On Fri, Feb 27, 2009 at 11:24, Susan <[email protected]> wrote:
> If my data looks like this:
>
> word 1: 100 101 101 102 102 102 106 106
> word 2: 101 104 106 110 113 129 131 148
> word 3: 101 153 175 180 381
> word 4: 106 110 113 122 131 137 142 148
> word 5: 120 165 169
>
> where word 1,2,3,4,5 represent different words, numbers represent
> different attributes of words.
>
> How can I calculate similarity between words?
snip
What do you mean by similarity?

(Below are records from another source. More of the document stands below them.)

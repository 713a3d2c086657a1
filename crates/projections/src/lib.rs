//! Read side of the order engine.
//!
//! Projections fold the stored order events into query-friendly views:
//! - [`DeliveryBoardView`]: orders ready and waiting for a driver
//! - [`DriverEarningsView`]: per-driver earnings, distance and punctuality
//!
//! The [`ProjectionProcessor`] catches views up from the event store.

pub mod error;
pub mod processor;
pub mod projection;
pub mod read_model;
pub mod views;

#[cfg(test)]
pub(crate) mod fixtures;

pub use error::{ProjectionError, Result};
pub use processor::ProjectionProcessor;
pub use projection::{Projection, ProjectionPosition};
pub use read_model::ReadModel;
pub use views::{AvailableDelivery, DeliveryBoardView, DriverEarnings, DriverEarningsView};
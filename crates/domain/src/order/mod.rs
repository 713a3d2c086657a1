//! Order aggregate and related types.

mod aggregate;
mod events;
mod service;
mod state;
mod value_objects;

pub use aggregate::{DRIVER_EARNINGS_PERCENT, Order, PlaceOrder, TransitionContext};
pub use events::{
    DriverAssignedData, LegTravelledData, OrderDeliveredData, OrderEvent, OrderPlacedData,
    PaymentCompletedData, StatusChangedData,
};
pub use service::OrderService;
pub use state::{OrderStatus, StepOwner};
pub use value_objects::{
    Actor, Contact, DeliveryInfo, LineItem, LocationSource, OrderPrices, Payment, PaymentMethod,
    PaymentStatus, RouteLeg, StatusEntry, VerificationCode, merge_line_items,
};

use thiserror::Error;

use crate::values::Money;

/// Which verification code a transition checks.
#[derive(Debug, Clone, Copy, PartialEq, Eq)]
pub enum CodeKind {
    Pickup,
    Delivery,
}

impl std::fmt::Display for CodeKind {
    fn fmt(&self, f: &mut std::fmt::Formatter<'_>) -> std::fmt::Result {
        match self {
            CodeKind::Pickup => write!(f, "pickup"),
            CodeKind::Delivery => write!(f, "delivery"),
        }
    }
}

/// Errors that can occur during order operations.
#[derive(Debug, Error)]
pub enum OrderError {
    #[error("Order already placed")]
    AlreadyPlaced,

    #[error("Order has not been placed")]
    NotPlaced,

    #[error("Order has no items")]
    NoItems,

    #[error("Invalid quantity {quantity} for product {product_id}")]
    InvalidQuantity { product_id: String, quantity: u32 },

    #[error("Subtotal {submitted} does not match item prices {expected}")]
    SubtotalMismatch { submitted: Money, expected: Money },

    #[error("Order amount is too large")]
    AmountOverflow,

    #[error("Total {total} is not subtotal + delivery fee - discount")]
    InconsistentTotal { total: Money },

    #[error("Delivery contact name and phone are required")]
    MissingContact,

    #[error("Coordinates are out of range")]
    InvalidCoordinates,

    #[error("Invalid transition from {from} to {to}")]
    InvalidTransition { from: OrderStatus, to: OrderStatus },

    #[error("{actor} may not move this order to {target}")]
    NotPermitted { actor: Actor, target: OrderStatus },

    #[error("Invalid {kind} code")]
    InvalidCode { kind: CodeKind },
}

I am going to assume that similar
means having the same attributes.
#!/usr/bin/perl
use strict;
use warnings;
my %h;
while (<DATA>) {
next unless my ($word, $attr) = /(.*):(.*)/;
$h{$word} = [split " ", $attr];
}
#inelegant, but I am lazy now
for my $k1 (keys %h) {
my %comp;
for my $k2 (keys %h) {
next if $k1 eq $k2; #don't compare to yourself
$comp{$k2} = 0;
for my $attr1 (@{$h{$k1}}) {
for my $attr2 (@{$h{$k2}}) {
$comp{$k2}++ if $attr1 == $attr2;
}
}
}
print "$k1 has\n",
map {
("\t$comp{$_} attribute",
($comp{$_} == 1 ? '' : 's'),
" in common with $_\n")
} keys %comp;
}
__DATA__
word 1: 100 101 101 102 102 102 106 106
word 2: 101 104 106 110 113 129 131 148
word 3: 101 153 175 180 381
word 4: 106 110 113 122 131 137 142 148
word 5: 120 165 169
--
Chas. Owens
wonkden.net
The most important skill a programmer can have is the ability to read.